**What needs to be done**
Nothing but the lines from the start of the entries through the line containing "state.dirty.insert(key);" should appear in the answer, each given exactly.

+++

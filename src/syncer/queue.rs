//! Keyed work queue with coalescing, per-key serialization, and
//! backoff-driven requeue.
//!
//! The contract mirrors what the sync loops need: enqueueing a key already
//! waiting is a no-op, a key enqueued while its handler runs is re-run once
//! the handler finishes, and no two workers ever process the same key at the
//! same time. Keys whose handler fails retryably come back after an
//! exponential delay.

use std::collections::{HashMap, HashSet, VecDeque};
use std::future::Future;
use std::hash::Hash;
use std::sync::{Arc, Mutex};

use tokio::sync::Notify;
use tokio_util::sync::CancellationToken;
use tracing::{debug, error, warn};

use crate::retry::RetryConfig;
use crate::Result;

struct State<K> {
    ready: VecDeque<K>,
    queued: HashSet<K>,
    active: HashSet<K>,
    dirty: HashSet<K>,
    failures: HashMap<K, u32>,
}

impl<K> Default for State<K> {
    fn default() -> Self {
        Self {
            ready: VecDeque::new(),
            queued: HashSet::new(),
            active: HashSet::new(),
            dirty: HashSet::new(),
            failures: HashMap::new(),
        }
    }
}

/// Coalescing keyed work queue
pub struct WorkQueue<K> {
    state: Arc<Mutex<State<K>>>,
    notify: Arc<Notify>,
}

impl<K> Clone for WorkQueue<K> {
    fn clone(&self) -> Self {
        Self {
            state: Arc::clone(&self.state),
            notify: Arc::clone(&self.notify),
        }
    }
}

impl<K> WorkQueue<K>
where
    K: Eq + Hash + Clone + Send + std::fmt::Debug + 'static,
{
    /// Empty queue
    pub fn new() -> Self {
        Self {
            state: Arc::new(Mutex::new(State::default())),
            notify: Arc::new(Notify::new()),
        }
    }

    /// Add a key. Coalesces: a key already waiting stays queued exactly
    /// once, and a key currently being processed is marked for one re-run.
    pub fn enqueue(&self, key: K) {
        let mut state = self.lock();
        if state.active.contains(&key) {
            state.dirty.insert(key);
            return;
        }
        if state.queued.insert(key.clone()) {
            state.ready.push_back(key);
            self.notify.notify_one();
        }
    }

    /// Number of keys waiting (not counting in-flight ones)
    pub fn len(&self) -> usize {
        self.lock().ready.len()
    }

    /// Whether no keys are waiting
    pub fn is_empty(&self) -> bool {
        self.len() == 0
    }

    /// Run `workers` concurrent workers until `cancel` fires.
    ///
    /// Each worker pulls keys and invokes `handler`. Retryable failures are
    /// requeued after `retry.delay_for_attempt(failures)`; non-retryable
    /// failures are logged and dropped, and the next enqueue starts fresh.
    pub async fn run<F, Fut>(
        &self,
        workers: usize,
        retry: RetryConfig,
        cancel: CancellationToken,
        handler: F,
    ) where
        F: Fn(K) -> Fut + Clone + Send + Sync + 'static,
        Fut: Future<Output = Result<()>> + Send,
    {
        let futures: Vec<_> = (0..workers.max(1))
            .map(|_| self.worker(retry.clone(), cancel.clone(), handler.clone()))
            .collect();
        futures::future::join_all(futures).await;
    }

    async fn worker<F, Fut>(&self, retry: RetryConfig, cancel: CancellationToken, handler: F)
    where
        F: Fn(K) -> Fut,
        Fut: Future<Output = Result<()>>,
    {
        loop {
            let key = loop {
                if cancel.is_cancelled() {
                    return;
                }
                if let Some(key) = self.take() {
                    break key;
                }
                tokio::select! {
                    _ = cancel.cancelled() => return,
                    _ = self.notify.notified() => {}
                }
            };

            let result = handler(key.clone()).await;
            self.finish(key, result, &retry, &cancel);
        }
    }

    fn take(&self) -> Option<K> {
        let mut state = self.lock();
        let key = state.ready.pop_front()?;
        state.queued.remove(&key);
        state.active.insert(key.clone());
        Some(key)
    }

    fn finish(&self, key: K, result: Result<()>, retry: &RetryConfig, cancel: &CancellationToken) {
        let mut state = self.lock();
        state.active.remove(&key);

        match result {
            Ok(()) => {
                state.failures.remove(&key);
                if state.dirty.remove(&key) && state.queued.insert(key.clone()) {
                    state.ready.push_back(key);
                    self.notify.notify_one();
                }
            }
            Err(e) if e.is_retryable() => {
                let failures = state.failures.entry(key.clone()).or_insert(0);
                *failures += 1;
                let delay = retry.delay_for_attempt(*failures);
                warn!(?key, error = %e, failures = *failures, ?delay, "requeueing after failure");
                state.dirty.remove(&key);
                drop(state);

                let queue = self.clone();
                let cancel = cancel.clone();
                tokio::spawn(async move {
                    tokio::select! {
                        _ = cancel.cancelled() => {}
                        _ = tokio::time::sleep(delay) => queue.enqueue(key),
                    }
                });
            }
            Err(e) => {
                error!(?key, error = %e, "dropping key after non-retryable failure");
                state.failures.remove(&key);
                state.dirty.remove(&key);
            }
        }
    }

    /// Pop every waiting key, in order, without running workers
    #[cfg(test)]
    pub(crate) fn drain_for_test(&self) -> Vec<K> {
        let mut state = self.lock();
        let keys: Vec<K> = state.ready.drain(..).collect();
        state.queued.clear();
        keys
    }

    fn lock(&self) -> std::sync::MutexGuard<'_, State<K>> {
        match self.state.lock() {
            Ok(guard) => guard,
            Err(poisoned) => {
                debug!("work queue lock poisoned, continuing");
                poisoned.into_inner()
            }
        }
    }
}

impl<K> Default for WorkQueue<K>
where
    K: Eq + Hash + Clone + Send + std::fmt::Debug + 'static,
{
    fn default() -> Self {
        Self::new()
    }
}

+++

**Answer to this exercise**
filename src/syncer/queue.rs
//! Keyed work queue with coalescing, per-key serialization, and
//! backoff-driven requeue.
//!
//! The contract mirrors what the sync loops need: enqueueing a key already
//! waiting is a no-op, a key enqueued while its handler runs is re-run once
//! the handler finishes, and no two workers ever process the same key at the
//! same time. Keys whose handler fails retryably come back after an
//! exponential delay.

use std::collections::{HashMap, HashSet, VecDeque};
use std::future::Future;
use std::hash::Hash;
use std::sync::{Arc, Mutex};

use tokio::sync::Notify;
use tokio_util::sync::CancellationToken;
use tracing::{debug, error, warn};

use crate::retry::RetryConfig;
use crate::Result;

struct State<K> {
    ready: VecDeque<K>,
    queued: HashSet<K>,
    active: HashSet<K>,
    dirty: HashSet<K>,
    failures: HashMap<K, u32>,
}

impl<K> Default for State<K> {
    fn default() -> Self {
        Self {
            ready: VecDeque::new(),
            queued: HashSet::new(),
            active: HashSet::new(),
            dirty: HashSet::new(),
            failures: HashMap::new(),
        }
    }
}

/// Coalescing keyed work queue
pub struct WorkQueue<K> {
    state: Arc<Mutex<State<K>>>,
    notify: Arc<Notify>,
}

impl<K> Clone for WorkQueue<K> {
    fn clone(&self) -> Self {
        Self {
            state: Arc::clone(&self.state),
            notify: Arc::clone(&self.notify),
        }
    }
}

impl<K> WorkQueue<K>
where
    K: Eq + Hash + Clone + Send + std::fmt::Debug + 'static,
{
    /// Empty queue
    pub fn new() -> Self {
        Self {
            state: Arc::new(Mutex::new(State::default())),
            notify: Arc::new(Notify::new()),
        }
    }

    /// Add a key. Coalesces: a key already waiting stays queued exactly
    /// once, and a key currently being processed is marked for one re-run.
    pub fn enqueue(&self, key: K) {
        let mut state = self.lock();
        if state.active.contains(&key) {
            state.dirty.insert(key);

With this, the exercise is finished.